How to complete this task —
Output every line from the beginning of the records through the line that contains "pub struct SetupRequest", exactly as it appears.

[Records drawn from a dataset]
══════════════════════════════

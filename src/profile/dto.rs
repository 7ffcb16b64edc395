use serde::{Deserialize, Serialize};
use uuid::Uuid;

use crate::energy::{ActivityLevel, Gender, Goal, MacroTargets, ProfileDraft};

/// Setup wizard body. Every field is optional here so that a missing field is
/// reported by the calculator's validation instead of a generic JSON error.
#[derive(Debug, Deserialize)]
#[serde(rename_all = "camelCase")]
pub struct SetupRequest {
    pub age: Option<u32>,
    pub height: Option<f64>,
    pub weight: Option<f64>,
    pub gender: Option<Gender>,
    pub activity_level: Option<ActivityLevel>,
    pub goal: Option<Goal>,
    pub rate: Option<f64>,
}

impl From<SetupRequest> for ProfileDraft {
    fn from(r: SetupRequest) -> Self {
        ProfileDraft {
            age: r.age,
            height_cm: r.height,
            weight_kg: r.weight,
            gender: r.gender,
            activity_level: r.activity_level,
            goal: r.goal,
            rate: r.rate,
        }
    }
}

#[derive(Debug, Serialize)]
pub struct SetupResponse {
    pub message: &'static str,
    pub bmr: f64,
    pub tdee: f64,
}

#[derive(Debug, Serialize)]
#[serde(rename_all = "camelCase")]
pub struct ProfileResponse {
    pub id: Uuid,
    pub username: String,
    pub is_setup_complete: bool,
    pub age: Option<i32>,
    pub height: Option<f64>,
    pub weight: Option<f64>,
    pub gender: Option<String>,
    pub activity_level: String,
    pub goal: String,
    pub rate: Option<f64>,
    pub target_weight: Option<f64>,
    pub bmr: Option<f64>,
    pub tdee: Option<f64>,
    pub macros: Option<MacroTargets>,
}

#[derive(Debug, Deserialize)]
#[serde(rename_all = "camelCase")]
pub struct TargetWeightRequest {
    pub target_weight: Option<f64>,
}

#[derive(Debug, Serialize)]
#[serde(rename_all = "camelCase")]
pub struct TargetWeightResponse {
    pub message: &'static str,
    pub target_weight: Option<f64>,
}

══════════════════════════════

Exercise result —
filename src/profile/dto.rs
repository 7ffcb16b64edc395
use serde::{Deserialize, Serialize};
use uuid::Uuid;

use crate::energy::{ActivityLevel, Gender, Goal, MacroTargets, ProfileDraft};

/// Setup wizard body. Every field is optional here so that a missing field is
/// reported by the calculator's validation instead of a generic JSON error.
#[derive(Debug, Deserialize)]
#[serde(rename_all = "camelCase")]
pub struct SetupRequest {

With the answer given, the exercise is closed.